Predicting the weather two to six weeks in advance, i.e., subseasonal forecasting, is critical to several sectors of society and poses many formidable challenges to the machine learning community. At this forecast horizon, physics-based dynamical models are of limited skill, and the complex dynamics between local weather and global climate variables make it hard to identify strong signals in the data. Furthermore, even though machine learning methods show great promise in advancing current state-of-the-art models, obtaining data for this weather regime is often challenging: they come from different data sources, at different temporal and spatial resolutions, and require expert knowledge to distill features that drive subseasonal phenomena. To help researchers develop the next generation of subseasonal models, AER Principal Scientist Judah Cohen, along with university and Microsoft colleagues have created SubseasonalClimateUSA, a curated dataset tailored to benchmarking subseasonal forecasts in the U.S. We also benchmark several models in our dataset, from deep learning methods to operational dynamical models, as well as recent bias-correction algorithms. Overall, these benchmarks suggest simple and effective ways of extending the accuracy of current operational models.

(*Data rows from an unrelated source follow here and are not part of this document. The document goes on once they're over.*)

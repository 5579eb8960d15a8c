//! Full supervisor runs on the simulated platform.

use std::sync::Arc;
use std::time::Duration;

use async_trait::async_trait;
use parking_lot::Mutex;
use tokio::time;

use nodevisor::sim::{SimCanDriver, SimClock, SimIndicator, SimNode, SimTimeSync};
use nodevisor::{
    CompatibilityOutcome, Config, ErrorCode, Event, EventKind, NodeId, NodeState, Platform,
    Subscribe, Supervisor,
};

#[derive(Default)]
struct Recorder {
    kinds: Mutex<Vec<EventKind>>,
}

#[async_trait]
impl Subscribe for Recorder {
    async fn on_event(&self, ev: &Event) {
        self.kinds.lock().push(ev.kind);
    }

    fn name(&self) -> &'static str {
        "recorder"
    }
}

fn platform(cfg: &Config) -> (Platform, Arc<SimCanDriver>, Arc<SimIndicator>) {
    let can = SimCanDriver::init(cfg.can_bitrate, cfg.can_interfaces).expect("valid bitrate");
    let led = Arc::new(SimIndicator::new());
    let platform = Platform {
        transport: can.clone(),
        clock: Arc::new(SimClock::new()),
        indicator: led.clone(),
    };
    (platform, can, led)
}

#[tokio::test(start_paused = true)]
async fn reaches_operational_and_reports_health() {
    let cfg = Config::default();
    let (platform, can, _led) = platform(&cfg);
    can.inject_errors(0, 5);

    let node = SimNode::new(cfg.memory_pool_bytes);
    let handle = node.handle();
    let sup = Supervisor::builder(cfg, platform)
        .build(move || node, SimTimeSync::new())
        .expect("valid config");
    let tracker = sup.tracker();
    let task = tokio::spawn(sup.run());

    time::sleep(Duration::from_millis(12_500)).await;

    let snap = tracker.snapshot().await;
    assert_eq!(snap.state, NodeState::Operational);
    assert_eq!(snap.start_attempts, 1);
    assert_eq!(snap.health_reports, 2);
    assert_eq!(snap.clock_reports, 2);
    let health = snap.last_health.expect("health snapshot");
    assert_eq!(health.can_errors, vec![5, 0]);
    assert_eq!(health.iteration, 2);

    assert_eq!(handle.spin_calls(), 3);
    assert_eq!(handle.info_logs().len(), 2);

    task.abort();
}

#[tokio::test(start_paused = true)]
async fn identity_comes_from_config() {
    let mut cfg = Config::default();
    cfg.node_id = NodeId::new(17);
    cfg.node_name = "org.example.sensor".into();
    let (platform, _can, _led) = platform(&cfg);

    let recorder = Arc::new(Recorder::default());
    let subs: Vec<Arc<dyn Subscribe>> = vec![recorder.clone()];
    let sup = Supervisor::builder(cfg, platform)
        .with_subscribers(subs)
        .build(|| SimNode::new(4096), SimTimeSync::new())
        .expect("valid config");
    let mut rx = sup.bus().subscribe();
    let task = tokio::spawn(sup.run());

    let constructed = rx.recv().await.expect("bus open");
    assert_eq!(constructed.kind, EventKind::NodeConstructed);
    assert_eq!(constructed.node, Some(NodeId::new(17)));
    assert_eq!(constructed.reason.as_deref(), Some("org.example.sensor"));

    time::sleep(Duration::from_millis(100)).await;
    let kinds = recorder.kinds.lock().clone();
    assert_eq!(
        kinds,
        vec![
            EventKind::NodeConstructed,
            EventKind::StartAttempt,
            EventKind::CompatibilityChecking,
            EventKind::BringUpComplete,
            EventKind::TimeSyncStarting,
            EventKind::TimeSyncStarted,
            EventKind::Operational,
        ]
    );

    task.abort();
}

#[tokio::test(start_paused = true)]
async fn conflict_then_recovery_is_tracked() {
    let cfg = Config::default();
    let (platform, _can, _led) = platform(&cfg);

    let node = SimNode::new(cfg.memory_pool_bytes);
    node.handle()
        .script_compat([Ok(CompatibilityOutcome::conflict(NodeId::new(42)))]);
    let sup = Supervisor::builder(cfg, platform)
        .build(move || node, SimTimeSync::new())
        .expect("valid config");
    let tracker = sup.tracker();
    let task = tokio::spawn(sup.run());

    time::sleep(Duration::from_secs(1)).await;
    let snap = tracker.snapshot().await;
    assert_eq!(snap.state, NodeState::Retrying);
    assert_eq!(snap.conflicts, 1);
    assert_eq!(snap.last_conflict, Some(NodeId::new(42)));

    time::sleep(Duration::from_secs(3)).await;
    let snap = tracker.snapshot().await;
    assert_eq!(snap.state, NodeState::Operational);
    assert_eq!(snap.conflicts, 1);
    assert_eq!(snap.start_attempts, 2);

    task.abort();
}

#[tokio::test(start_paused = true)]
async fn time_sync_failure_halts_with_blinking_led() {
    let cfg = Config::default();
    let (platform, _can, led) = platform(&cfg);

    let node = SimNode::new(cfg.memory_pool_bytes);
    let handle = node.handle();
    let sup = Supervisor::builder(cfg, platform)
        .build(move || node, SimTimeSync::failing(ErrorCode::MEMORY))
        .expect("valid config");
    let tracker = sup.tracker();
    let task = tokio::spawn(sup.run());

    time::sleep(Duration::from_millis(4_500)).await;

    let snap = tracker.snapshot().await;
    assert_eq!(snap.state, NodeState::FatalHalt);
    assert_eq!(snap.halt_code, Some(ErrorCode::MEMORY));
    assert_eq!(handle.spin_calls(), 0);

    let writes = led.writes();
    let tail = &writes[writes.len().saturating_sub(5)..];
    assert_eq!(tail, [false, true, false, true, false]);
    assert!(!led.is_on());

    task.abort();
}
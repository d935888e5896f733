// This Source Code Form is subject to the terms of the Mozilla Public
// License, v. 2.0. If a copy of the MPL was not distributed with this
// file, You can obtain one at http://mozilla.org/MPL/2.0/.

//! Saving and loading pictures, snapshots and video frames.
//!
//! A picture is saved as a PNG with a JSON snapshot of its parameters
//! beside it.  Loading a snapshot merges it into the live state key by
//! key, so a snapshot written by an older build, missing some keys,
//! still loads.  Session-only settings (the nudge step, the view mode
//! and video capture) never travel through a snapshot.

use image::RgbImage;
use log::{debug, info};
use serde_json::{Map, Value};
use std::fs;
use std::path::{Path, PathBuf};

use crate::canvas::Canvas;
use crate::error::{Error, Result};
use crate::params::ParameterState;

/// Keys left out of exported snapshots.
const NOT_EXPORTED: [&str; 1] = ["delta"];

/// Keys an import never takes from the file.
const NOT_IMPORTED: [&str; 2] = ["delta", "view_mode"];

/// Keys under `flags` that are session-only.
const SESSION_FLAGS: [&str; 1] = ["video"];

/// Snapshot file name inside a video directory.
pub const VIDEO_SNAPSHOT: &str = "snapshot.json";

/// The snapshot of `params` as a JSON value, without session-only keys.
pub fn snapshot(params: &ParameterState) -> Result<Value> {
    let mut value = serde_json::to_value(params)?;
    if let Value::Object(ref mut map) = value {
        for key in NOT_EXPORTED.iter() {
            map.remove(*key);
        }
        if let Some(Value::Object(flags)) = map.get_mut("flags") {
            for key in SESSION_FLAGS.iter() {
                flags.remove(*key);
            }
        }
    }
    Ok(value)
}

/// Write the snapshot of `params` to `path`.
pub fn write_snapshot(params: &ParameterState, path: &Path) -> Result<()> {
    let text = serde_json::to_string_pretty(&snapshot(params)?)?;
    fs::write(path, text)?;
    Ok(())
}

/// Where the snapshot of a picture saved at `image` goes.
pub fn snapshot_path(image: &Path) -> PathBuf {
    image.with_extension("json")
}

/// Save the canvas as a PNG at `path` and the parameters beside it.
/// Returns the snapshot path.
pub fn export(canvas: &Canvas, params: &ParameterState, path: &Path) -> Result<PathBuf> {
    canvas.to_rgb_image().save(path)?;
    let sidecar = snapshot_path(path);
    write_snapshot(params, &sidecar)?;
    info!("saved {} and {}", path.display(), sidecar.display());
    Ok(sidecar)
}

fn merge(base: &mut Map<String, Value>, patch: Map<String, Value>) {
    for (key, value) in patch {
        if let Value::Object(sub) = value {
            if let Some(Value::Object(inner)) = base.get_mut(&key) {
                merge(inner, sub);
                continue;
            }
            base.insert(key, Value::Object(sub));
        } else {
            base.insert(key, value);
        }
    }
}

/// Merge a snapshot into `live`.  Keys present in the snapshot replace
/// the live ones, except the session-only keys, which always come from
/// `live`.  The result is sanitized.
pub fn merge_snapshot(live: &ParameterState, snapshot: Value) -> Result<ParameterState> {
    let mut patch = match snapshot {
        Value::Object(map) => map,
        _ => return Ok(live.clone()),
    };
    for key in NOT_IMPORTED.iter() {
        patch.remove(*key);
    }
    if let Some(Value::Object(flags)) = patch.get_mut("flags") {
        for key in SESSION_FLAGS.iter() {
            flags.remove(*key);
        }
    }

    let mut merged = match serde_json::to_value(live)? {
        Value::Object(map) => map,
        _ => return Ok(live.clone()),
    };
    merge(&mut merged, patch);
    let params: ParameterState = serde_json::from_value(Value::Object(merged))?;
    Ok(params.sanitized())
}

/// Load the snapshot at `path` and merge it into `live`.
pub fn import(path: &Path, live: &ParameterState) -> Result<ParameterState> {
    if !path.exists() {
        return Err(Error::missing(path));
    }
    let text = fs::read_to_string(path)?;
    let value: Value = serde_json::from_str(&text)?;
    let params = merge_snapshot(live, value)?;
    info!("loaded {} ({})", path.display(), params.variation_name());
    Ok(params)
}

/// Load a raster for display.  Parameters are not touched.
pub fn load_image(path: &Path) -> Result<RgbImage> {
    if !path.exists() {
        return Err(Error::missing(path));
    }
    Ok(image::open(path)?.to_rgb8())
}

/// An active video capture: a numbered directory that receives one PNG
/// per requested frame.
#[derive(Debug)]
pub struct VideoCapture {
    dir: PathBuf,
}

impl VideoCapture {
    /// Create the first free `video_NNNN` directory under `root`, and
    /// store the current snapshot in it.
    pub fn start(root: &Path, params: &ParameterState) -> Result<VideoCapture> {
        fs::create_dir_all(root)?;
        let mut n = 1;
        let dir = loop {
            let candidate = root.join(format!("video_{:04}", n));
            if !candidate.exists() {
                break candidate;
            }
            n += 1;
        };
        fs::create_dir(&dir)?;
        write_snapshot(params, &dir.join(VIDEO_SNAPSHOT))?;
        info!("capturing video frames into {}", dir.display());
        Ok(VideoCapture { dir })
    }

    /// The directory frames go to.
    pub fn dir(&self) -> &Path {
        &self.dir
    }

    /// The path of frame `index`.
    pub fn frame_path(&self, index: u64) -> PathBuf {
        self.dir.join(format!("frame_{:06}.png", index))
    }

    /// Write frame `index`.
    pub fn save_frame(&self, canvas: &Canvas, index: u64) -> Result<PathBuf> {
        let path = self.frame_path(index);
        canvas.to_rgb_image().save(&path)?;
        debug!("frame {} -> {}", index, path.display());
        Ok(path)
    }
}
// This Source Code Form is subject to the terms of the Mozilla Public
// License, v. 2.0. If a copy of the MPL was not distributed with this
// file, You can obtain one at http://mozilla.org/MPL/2.0/.

//! The variation catalog.
//!
//! A variation is a pure map from a point to a point, applied to the
//! orbit before the n-gon step (and, optionally, again after it).  The
//! catalog is a fixed-size array, so every index in `0..COUNT` names a
//! function and the compiler checks that the table is full.
//!
//! Most entries follow the flame-fractal convention: `r` is the
//! modulus of the point and `θ` is the argument of the *swapped* pair,
//! `atan2(x, y)`, not `atan2(y, x)`.

use std::f64::consts::PI;

use crate::complex::{self, div, point, polar_to_cartesian, recip, unscale, Point};

/// A single catalog entry.
#[derive(Copy, Clone)]
pub struct Variation {
    /// Human readable name, used in logs and the CLI.
    pub name: &'static str,
    /// The map itself.
    pub map: fn(Point) -> Point,
}

impl Variation {
    /// Apply the variation to `z`.
    #[inline]
    pub fn apply(&self, z: Point) -> Point {
        (self.map)(z)
    }
}

/// Number of variations in the catalog.
pub const COUNT: usize = 43;

macro_rules! v {
    ($name: expr, $map: expr) => {
        Variation {
            name: $name,
            map: $map,
        }
    };
}

/// Every variation, in index order.  Entry 0 is the identity.
pub static CATALOG: [Variation; COUNT] = [
    v!("identity", identity),
    v!("sinusoidal", sinusoidal),
    v!("spherical", spherical),
    v!("swirl", swirl),
    v!("horseshoe", horseshoe),
    v!("polar", polar),
    v!("handkerchief", handkerchief),
    v!("heart", heart),
    v!("disc", disc),
    v!("spiral", spiral),
    v!("hyperbolic", hyperbolic),
    v!("diamond", diamond),
    v!("ex", ex),
    v!("julia", julia),
    v!("bent", bent),
    v!("fisheye", fisheye),
    v!("exponential", exponential),
    v!("power", power),
    v!("cosine", cosine),
    v!("bubble", bubble),
    v!("cylinder", cylinder),
    v!("eyefish", eyefish),
    v!("tangent", tangent),
    v!("cross", cross),
    v!("polar-cx", polar_to_cartesian),
    v!("exp", exp),
    v!("log", log),
    v!("sin", sin),
    v!("cos", cos),
    v!("tan", tan),
    v!("sec", sec),
    v!("csc", csc),
    v!("cot", cot),
    v!("sinh", sinh),
    v!("cosh", cosh),
    v!("tanh", tanh),
    v!("square", complex::square),
    v!("sqrt", complex::principal_sqrt),
    v!("power-x", power_x),
    v!("reciprocal", recip),
    v!("sinusoidal-cx", sinusoidal_cx),
    v!("swirl-cx", swirl_cx),
    v!("handkerchief-cx", handkerchief_cx),
];

/// Look up a variation.  Indices past the end wrap around.
#[inline]
pub fn get(index: usize) -> &'static Variation {
    &CATALOG[index % COUNT]
}

/// The variation at `index`, optionally composed with the polar remap
/// as an outer wrapper.
pub fn select(index: usize, polarize: bool) -> impl Fn(Point) -> Point {
    let inner = get(index).map;
    move |z| {
        let v = inner(z);
        if polarize {
            polar_to_cartesian(v)
        } else {
            v
        }
    }
}

#[inline]
fn r_theta(z: Point) -> (f64, f64) {
    (z.norm(), z.re.atan2(z.im))
}

fn identity(z: Point) -> Point {
    z
}

fn sinusoidal(z: Point) -> Point {
    point(z.re.sin(), z.im.sin())
}

fn spherical(z: Point) -> Point {
    unscale(z, z.norm_sqr())
}

fn swirl(z: Point) -> Point {
    let (s, c) = z.norm_sqr().sin_cos();
    point(z.re * s - z.im * c, z.re * c + z.im * s)
}

fn horseshoe(z: Point) -> Point {
    let (x, y) = (z.re, z.im);
    unscale(point((x - y) * (x + y), 2.0 * x * y), z.norm())
}

fn polar(z: Point) -> Point {
    let (r, theta) = r_theta(z);
    point(theta / PI, r - 1.0)
}

fn handkerchief(z: Point) -> Point {
    let (r, theta) = r_theta(z);
    point((theta + r).sin(), (theta - r).cos()).scale(r)
}

fn heart(z: Point) -> Point {
    let (r, theta) = r_theta(z);
    let (s, c) = (theta * r).sin_cos();
    point(s, -c).scale(r)
}

fn disc(z: Point) -> Point {
    let (r, theta) = r_theta(z);
    let (s, c) = (PI * r).sin_cos();
    point(s, c).scale(theta / PI)
}

fn spiral(z: Point) -> Point {
    let (r, theta) = r_theta(z);
    unscale(point(theta.cos() + r.sin(), theta.sin() - r.cos()), r)
}

fn hyperbolic(z: Point) -> Point {
    let (r, theta) = r_theta(z);
    let x = unscale(point(theta.sin(), 0.0), r).re;
    point(x, r * theta.cos())
}

fn diamond(z: Point) -> Point {
    let (r, theta) = r_theta(z);
    point(theta.sin() * r.cos(), theta.cos() * r.sin())
}

fn ex(z: Point) -> Point {
    let (r, theta) = r_theta(z);
    let n0 = (theta + r).sin();
    let n1 = (theta - r).cos();
    let (m0, m1) = (n0 * n0 * n0, n1 * n1 * n1);
    point(m0 + m1, m0 - m1).scale(r)
}

fn julia(z: Point) -> Point {
    let (r, theta) = r_theta(z);
    let (s, c) = (theta / 2.0).sin_cos();
    point(c, s).scale(r.sqrt())
}

fn bent(z: Point) -> Point {
    let (x, y) = (z.re, z.im);
    match (x >= 0.0, y >= 0.0) {
        (true, true) => z,
        (false, true) => point(2.0 * x, y),
        (true, false) => point(x, y / 2.0),
        (false, false) => point(2.0 * x, y / 2.0),
    }
}

fn fisheye(z: Point) -> Point {
    unscale(complex::swap(z).scale(2.0), z.norm() + 1.0)
}

fn exponential(z: Point) -> Point {
    let t = (z.re - 1.0).exp();
    let (s, c) = (PI * z.im).sin_cos();
    point(t * c, t * s)
}

fn power(z: Point) -> Point {
    let (r, theta) = r_theta(z);
    let (s, c) = theta.sin_cos();
    point(c, s).scale(r.max(std::f64::MIN_POSITIVE).powf(s))
}

fn cosine(z: Point) -> Point {
    let (s, c) = (PI * z.re).sin_cos();
    point(c * z.im.cosh(), -s * z.im.sinh())
}

fn bubble(z: Point) -> Point {
    unscale(z.scale(4.0), z.norm_sqr() + 4.0)
}

fn cylinder(z: Point) -> Point {
    point(z.re.sin(), z.im)
}

fn eyefish(z: Point) -> Point {
    unscale(z.scale(2.0), z.norm() + 1.0)
}

fn tangent(z: Point) -> Point {
    let x = unscale(point(z.re.sin(), 0.0), z.im.cos()).re;
    point(x, z.im.tan())
}

fn cross(z: Point) -> Point {
    let d = z.re * z.re - z.im * z.im;
    unscale(z, d.abs())
}

fn exp(z: Point) -> Point {
    z.exp()
}

fn log(z: Point) -> Point {
    point(complex::ln_abs(z.norm()), z.im.atan2(z.re))
}

fn sin(z: Point) -> Point {
    point(z.re.sin() * z.im.cosh(), z.re.cos() * z.im.sinh())
}

fn cos(z: Point) -> Point {
    point(z.re.cos() * z.im.cosh(), -z.re.sin() * z.im.sinh())
}

fn tan(z: Point) -> Point {
    div(sin(z), cos(z))
}

fn sec(z: Point) -> Point {
    recip(cos(z))
}

fn csc(z: Point) -> Point {
    recip(sin(z))
}

fn cot(z: Point) -> Point {
    div(cos(z), sin(z))
}

fn sinh(z: Point) -> Point {
    point(z.re.sinh() * z.im.cos(), z.re.cosh() * z.im.sin())
}

fn cosh(z: Point) -> Point {
    point(z.re.cosh() * z.im.cos(), z.re.sinh() * z.im.sin())
}

fn tanh(z: Point) -> Point {
    div(sinh(z), cosh(z))
}

fn power_x(z: Point) -> Point {
    let (r, theta) = r_theta(z);
    let (s, c) = theta.sin_cos();
    point(c, s).scale(r.max(std::f64::MIN_POSITIVE).powf(z.re.sin()))
}

fn sinusoidal_cx(z: Point) -> Point {
    polar_to_cartesian(sinusoidal(z))
}

fn swirl_cx(z: Point) -> Point {
    polar_to_cartesian(swirl(z))
}

fn handkerchief_cx(z: Point) -> Point {
    polar_to_cartesian(handkerchief(z))
}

Our dataset is regularly updated and available as a Python package at https://github.com/microsoft/subseasonal_data/.
Figure. Example of SubseasonalClimateUSA observations and dynamical model forecasts.
Citation: SubseasonalClimateUSA: A Dataset for Subseasonal Forecasting and Benchmarking
S. Mouatadid, P. Orenstein, G. Flaspohler, M. Oprescu, J. Cohen, F. Wang, S. Knight, M. Geogdzhayeva, S. Levang, E. Fraenkel, L. Mackey
NeurIPS 2023 Datasets and Benchmarks
arXiv:2109.10399